Entonces, ese oscuro ser, dijo:
—Pero tú me lo has pedido, guerrero.
El guerrero se acercó a él, mientras deslizaba aun más su espada a través de sus tripas, y contestó sin mirarlo:
—¡Lo sé, perfecto maestro de lo oculto! Pero jamás imaginé que, con tu acierto en este arcano arte, se me fuera infundido tal terror. ¡Es humano errar y de sabios aceptarlo! ¡Oh, aliado de la vida e hijo de la muerte! Lo que ves más allá de mi yelmo, lo que tú ves en mis pupilas no es mi amada. Contempla bien, desnuda el reflejo y adéntrate más, ¿lo notas? Es el abismo de la muerte, y mi rabia, que no acepta mi destino, me ha hecho actuar de tan violenta manera. Perdóname, anciano, he de robarte la vida, pues me has hecho contemplar lo más abominable de la mía con tal regreso, y eso, amigo mío, es cien veces peor que haber perdido a mi mujer, su existencia y compañía.

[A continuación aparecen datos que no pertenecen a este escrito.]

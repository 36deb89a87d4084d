pub mod semaphore;

pub use semaphore::{DynamicSemaphore, Permit, SemaphoreClosed};
impl<E> Connection<E> {
    pub fn id(&self) -> ConnectionId {
        self.shared.id
    }

    /// No stream slot is free right now.
    pub fn is_busy(&self) -> bool {
        self.shared.slots.is_busy()
    }

    pub fn is_closed(&self) -> bool {
        self.shared.closed.get()
    }

    /// Streams whose notification still waits for its result.
    pub fn in_flight(&self) -> usize {
        self.shared.state.borrow().request_streams.len()
    }

    /// Streams holding a slot, including answered ones not yet ended.
    pub fn open_streams(&self) -> usize {
        self.shared.slots.in_flight()
    }

    /// Notifications still waiting for a result.
    pub fn pending(&self) -> usize {
        self.shared.state.borrow().requests.len()
    }

    pub fn close(&self) {
        self.shared.teardown();
    }
}

impl<E: ProtocolEngine> Shared<E> {
    fn start_request(
        &self,
        stream_id: StreamId,
        request: &NotificationRequest,
    ) -> crate::Result<oneshot::Receiver<crate::Result<NotificationResult>>> {
        if self.closed.get() {
            return Err(Error::ConnectionClosed);
        }
        let authorization = match &self.config.auth {
            Some(provider) => Some(provider.header()?),
            None => None,
        };
        let head = request.build_head(
            &self.config.endpoint,
            self.config.topic.as_deref(),
            authorization,
        )?;
        let body = request.build_body()?;
        let notification_id = request.id().to_owned();

        let (tx, rx) = oneshot::channel();
        {
            let mut state = self.state.borrow_mut();
            if state.requests.contains_key(&notification_id) {
                return Err(Error::DuplicateNotificationId(notification_id));
            }
            let sent = match state.engine.send_headers(stream_id, head, false) {
                Ok(()) => state.engine.send_data(stream_id, body, true),
                Err(e) => Err(e),
            };
            if let Err(e) = sent {
                #[cfg(feature = "logging")]
                tracing::debug!("stream {} not sent: {}", stream_id, e);
                let _ = state.engine.reset_stream(stream_id, reason::CANCEL);
                drop(state);
                self.flush();
                return Err(e.into());
            }
            state.requests.insert(notification_id.clone(), tx);
            state.request_streams.insert(stream_id, notification_id);
        }
        self.flush();
        #[cfg(feature = "logging")]
        tracing::debug!(
            "notification {} sent on stream {} of connection {}",
            request.id(),
            stream_id,
            self.id
        );
        Ok(rx)
    }

    fn receive(&self, data: &[u8]) {
        if self.closed.get() {
            return;
        }
        let events = self.state.borrow_mut().engine.receive_data(data);
        match events {
            Ok(events) => {
                for event in events {
                    self.handle_event(event);
                    if self.closed.get() {
                        return;
                    }
                }
                self.flush();
            }
            Err(_e) => {
                #[cfg(feature = "logging")]
                tracing::warn!("connection {} protocol failure: {}", self.id, _e);
                self.teardown();
            }
        }
    }

    fn handle_event(&self, event: Event) {
        match event {
            Event::ResponseReceived {
                stream_id,
                status,
                headers,
            } => self.on_response_received(stream_id, status, &headers),
            Event::DataReceived { stream_id, data } => self.on_data_received(stream_id, &data),
            Event::RemoteSettingsChanged(settings) => self.on_remote_settings_changed(&settings),
            Event::StreamEnded { stream_id } => self.on_stream_ended(stream_id),
            Event::StreamReset {
                stream_id,
                error_code,
            } => self.on_stream_reset(stream_id, error_code),
            Event::WindowUpdated { .. } | Event::SettingsAcknowledged => {}
            Event::ConnectionTerminated {
                error_code: _error_code,
                last_stream_id: _last_stream_id,
                additional_data: _additional_data,
            } => {
                #[cfg(feature = "logging")]
                tracing::warn!(
                    "connection {} terminated: code={}, additional_data={:?}, last_stream_id={}",
                    self.id,
                    _error_code,
                    _additional_data,
                    _last_stream_id
                );
                self.teardown();
            }
        }
    }

    fn on_response_received(&self, stream_id: StreamId, status: StatusCode, headers: &HeaderMap) {
        let (sender, result) = {
            let mut state = self.state.borrow_mut();
            // the stream we opened is authoritative, the echoed header is a fallback
            let notification_id = match state.request_streams.get(&stream_id) {
                Some(id) => id.clone(),
                None => match headers.get(APNS_ID).and_then(|v| v.to_str().ok()) {
                    Some(id) => id.to_owned(),
                    None => {
                        #[cfg(feature = "logging")]
                        tracing::warn!("response on stream {} matches no notification", stream_id);
                        return;
                    }
                },
            };
            if !state.requests.contains_key(&notification_id) {
                #[cfg(feature = "logging")]
                tracing::warn!(
                    "got response for unknown notification request {}",
                    notification_id
                );
                state.request_streams.remove(&stream_id);
                return;
            }
            if status != StatusCode::OK {
                state.request_statuses.insert(notification_id, status);
                return;
            }
            state.request_streams.remove(&stream_id);
            match state.requests.remove(&notification_id) {
                Some(sender) => (sender, NotificationResult::new(notification_id, status)),
                None => return,
            }
        };
        resolve(sender, Ok(result));
    }

    fn on_data_received(&self, stream_id: StreamId, data: &[u8]) {
        self.touch();
        let (sender, result) = {
            let mut state = self.state.borrow_mut();
            let body = state.bodies.entry(stream_id).or_default();
            body.extend_from_slice(data);
            let Some(parsed) = ErrorBody::parse(body) else {
                return;
            };
            state.bodies.remove(&stream_id);

            let Some(notification_id) = state.request_streams.remove(&stream_id) else {
                #[cfg(feature = "logging")]
                tracing::warn!("could not find notification by stream {}", stream_id);
                return;
            };
            let status = state.request_statuses.remove(&notification_id);
            let Some(sender) = state.requests.remove(&notification_id) else {
                #[cfg(feature = "logging")]
                tracing::warn!("could not find request {}", notification_id);
                return;
            };
            // HEADERS always precede DATA, a missing status means the peer broke that
            let status = status.unwrap_or(StatusCode::INTERNAL_SERVER_ERROR);
            let mut result = NotificationResult::new(notification_id, status);
            result.description = Some(parsed.reason);
            result.timestamp = parsed.timestamp;
            (sender, result)
        };
        resolve(sender, Ok(result));
    }

    fn on_remote_settings_changed(&self, settings: &[Setting]) {
        for setting in settings {
            #[cfg(feature = "logging")]
            tracing::debug!("remote setting changed: {:?}", setting);
            if let Setting::MaxConcurrentStreams(max) = setting {
                self.slots.set_bound(*max as usize);
            }
        }
    }

    fn on_stream_ended(&self, stream_id: StreamId) {
        if stream_id % 2 == 0 {
            #[cfg(feature = "logging")]
            tracing::warn!("end stream: {}", stream_id);
        }
        self.slots.release(stream_id);

        let (sender, result) = {
            let mut state = self.state.borrow_mut();
            state.bodies.remove(&stream_id);
            let Some(notification_id) = state.request_streams.remove(&stream_id) else {
                return;
            };
            let status = state.request_statuses.remove(&notification_id);
            let Some(sender) = state.requests.remove(&notification_id) else {
                return;
            };
            let result = match status {
                Some(status) => Ok(NotificationResult::new(notification_id, status)),
                None => Err(Error::Engine(EngineError::Protocol(format!(
                    "stream {stream_id} ended without a response"
                )))),
            };
            (sender, result)
        };
        resolve(sender, result);
    }

    fn on_stream_reset(&self, stream_id: StreamId, error_code: u32) {
        #[cfg(feature = "logging")]
        tracing::warn!("stream {} reset with code {}", stream_id, error_code);
        self.slots.release(stream_id);

        let sender = {
            let mut state = self.state.borrow_mut();
            state.bodies.remove(&stream_id);
            let Some(notification_id) = state.request_streams.remove(&stream_id) else {
                return;
            };
            state.request_statuses.remove(&notification_id);
            let Some(sender) = state.requests.remove(&notification_id) else {
                return;
            };
            sender
        };
        resolve(sender, Err(Error::StreamReset { error_code }));
    }

    fn flush(&self) {
        self.touch();
        let data = self.state.borrow_mut().engine.data_to_send();
        if data.is_empty() {
            return;
        }
        if let Some(outbound) = &*self.outbound.borrow() {
            if outbound.send(data).is_err() {
                #[cfg(feature = "logging")]
                tracing::debug!("connection {} writer is gone", self.id);
            }
        }
    }
}
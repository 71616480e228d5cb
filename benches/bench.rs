// Criterion benchmarks for CSAT Predict

use criterion::{black_box, criterion_group, criterion_main, Criterion};
use csat_predict::core::{encode, Predictor};
use csat_predict::models::{Country, Gender, Language, PredictRequest, Skill};
use csat_predict::services::LinearModel;

fn create_request() -> PredictRequest {
    PredictRequest {
        age: Some(32),
        gender: Some(Gender::Female),
        country: Some(Country::France),
        primary_language: Some(Language::French),
        primary_skill: Some(Skill::DigitalMarketing),
        years_experience: Some(9),
        hourly_rate: Some(80),
        client_rating: 4.4,
        is_active: Some(true),
    }
}

fn create_model() -> LinearModel {
    let names: Vec<String> = encode(&create_request(), None)
        .unwrap()
        .names()
        .to_vec();
    let coefficients: Vec<f64> = (0..names.len()).map(|i| (i as f64) * 0.01).collect();
    LinearModel::new(60.0, coefficients, names).unwrap()
}

fn bench_encode(c: &mut Criterion) {
    let request = create_request();

    c.bench_function("encode", |b| {
        b.iter(|| encode(black_box(&request), black_box(None)));
    });
}

fn bench_encode_with_schema(c: &mut Criterion) {
    let request = create_request();
    let model = create_model();
    let schema: Vec<String> = model.feature_names().to_vec();

    c.bench_function("encode_with_schema", |b| {
        b.iter(|| encode(black_box(&request), black_box(Some(&schema))));
    });
}

fn bench_predict(c: &mut Criterion) {
    let request = create_request();
    let model = create_model();
    let predictor = Predictor::new();

    c.bench_function("predict", |b| {
        b.iter(|| predictor.predict(black_box(&request), black_box(&model)));
    });
}

criterion_group!(benches, bench_encode, bench_encode_with_schema, bench_predict);

criterion_main!(benches);
// Core algorithm exports
pub mod encoder;
pub mod heuristic;
pub mod predictor;

pub use encoder::{encode, encode_profile, validate, EncodeError, ValidationError};
pub use heuristic::fallback_estimate;
pub use predictor::{Prediction, Predictor};
// Route exports
pub mod predict;

use actix_web::web;

pub fn configure_routes(cfg: &mut web::ServiceConfig) {
    cfg.service(
        web::scope("/api/v1")
            .configure(predict::configure),
    );
}
use config::{Config, ConfigError, Environment, File};
use serde::Deserialize;
use std::path::{Path, PathBuf};

/// Application configuration
#[derive(Debug, Clone, Deserialize)]
pub struct Settings {
    pub server: ServerSettings,
    #[serde(default)]
    pub model: ModelSettings,
    #[serde(default)]
    pub logging: LoggingSettings,
}

#[derive(Debug, Clone, Deserialize)]
pub struct ServerSettings {
    pub host: String,
    pub port: u16,
    pub workers: Option<usize>,
}

/// Model artifact location settings
///
/// `path`, when set, is tried before the candidate list. The list replaces
/// the old habit of hardcoding environment-specific paths in code.
#[derive(Debug, Clone, Deserialize)]
pub struct ModelSettings {
    #[serde(default)]
    pub path: Option<String>,
    #[serde(default = "default_candidate_paths")]
    pub candidate_paths: Vec<String>,
}

impl Default for ModelSettings {
    fn default() -> Self {
        Self {
            path: None,
            candidate_paths: default_candidate_paths(),
        }
    }
}

fn default_candidate_paths() -> Vec<String> {
    vec![
        "best_linear_regression_model.json".to_string(),
        "./models/best_linear_regression_model.json".to_string(),
    ]
}

impl ModelSettings {
    /// Ordered list of artifact locations to try; first existing file wins.
    pub fn resolve_candidates(&self) -> Vec<PathBuf> {
        self.path
            .iter()
            .chain(self.candidate_paths.iter())
            .map(PathBuf::from)
            .collect()
    }
}

#[derive(Debug, Clone, Deserialize)]
pub struct LoggingSettings {
    #[serde(default = "default_log_level")]
    pub level: String,
    #[serde(default = "default_log_format")]
    pub format: String,
}

impl Default for LoggingSettings {
    fn default() -> Self {
        Self {
            level: default_log_level(),
            format: default_log_format(),
        }
    }
}

impl LoggingSettings {
    /// Effective (level, format) pair. The `LOG_LEVEL`/`LOG_FORMAT` env vars
    /// override the configured values, mirroring the `MODEL_PATH` override.
    pub fn effective(&self) -> (String, String) {
        let level = std::env::var("LOG_LEVEL").unwrap_or_else(|_| self.level.clone());
        let format = std::env::var("LOG_FORMAT").unwrap_or_else(|_| self.format.clone());
        (level, format)
    }
}

fn default_log_level() -> String { "info".to_string() }
fn default_log_format() -> String { "json".to_string() }

impl Settings {
    /// Load configuration from file and environment variables
    ///
    /// Configuration is loaded in the following order (later overrides earlier):
    /// 1. Default values in the struct
    /// 2. Configuration file (config/default.toml)
    /// 3. Environment variables (prefixed with CSAT_)
    pub fn load() -> Result<Self, ConfigError> {
        let mut settings = Config::builder()
            // Add default config file
            .add_source(File::with_name("config/default").required(false))
            // Add local config file (for development overrides)
            .add_source(File::with_name("config/local").required(false))
            // Add environment variables (prefixed with CSAT_)
            // e.g., CSAT_SERVER__PORT -> server.port
            .add_source(
                Environment::with_prefix("CSAT")
                    .prefix_separator("__")
                    .separator("__")
                    .try_parsing(true),
            )
            .build()?;

        settings = apply_env_overrides(settings)?;

        settings.try_deserialize()
    }

    /// Load configuration from a custom path
    pub fn load_from<P: AsRef<Path>>(path: P) -> Result<Self, ConfigError> {
        let settings = Config::builder()
            .add_source(File::from(path.as_ref()))
            .add_source(
                Environment::with_prefix("CSAT")
                    .prefix_separator("__")
                    .separator("__")
                    .try_parsing(true),
            )
            .build()?;

        settings.try_deserialize()
    }
}

/// Apply well-known environment variable overrides
///
/// `MODEL_PATH` is checked first, then `CSAT_MODEL__PATH`; either pins the
/// artifact location ahead of the candidate list.
fn apply_env_overrides(settings: Config) -> Result<Config, ConfigError> {
    use std::env;

    let model_path = env::var("MODEL_PATH")
        .or_else(|_| env::var("CSAT_MODEL__PATH"))
        .ok();

    let mut builder = Config::builder().add_source(settings);

    if let Some(path) = model_path {
        builder = builder.set_override("model.path", path)?;
    }

    builder.build()
}
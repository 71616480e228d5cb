// Model exports
pub mod domain;
pub mod requests;
pub mod responses;

pub use domain::{
    Country, FeatureVector, FreelancerProfile, Gender, Language, PredictionSource, Skill, Tier,
};
pub use requests::PredictRequest;
pub use responses::{ErrorResponse, HealthResponse, ModelInfoResponse, PredictResponse};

Me diste venia de ser testigo de este oscuro retorno de la muerte.
Cuando el guerrero terminó su doloroso discurso, sacó la espada de las entrañas del nigromante; el anciano cayó muerto. El hombre se acercó a la carcasa de lo que alguna vez fue su amada, y se retiró yelmo, peto y cota de malla, dejando su torso desnudo. Tiró su sangrante espada, y llevó su mano derecha al rostro de aquel cascarón de carne vacío, y con la izquierda desenvainó su daga. Y antes de que la tentación lo envenenara con un beso a tal aberración retornada de la muerte, clavó la daga en la carne…hondo, tan hondo.
Hace mucho tiempo que pasó. Lo sé muy bien, fue el juglar quien me lo cantó; con su lira y su peculiar voz amena. El asesinato de un nigromante, el suicidio de un guerrero y el retorno de una mujer muerta.
Ahora, ese cuerpo donde no habita ningún alma, camina desnudo por los bosques, atrayendo las miradas de uno que otro bandolero lo bastante valiente como para fijar su vista en ella. Una vez la vi de cerca, y en sus ojos contemplé la proyección de aquel guerrero, justo antes de negar un beso…un beso que nunca fue.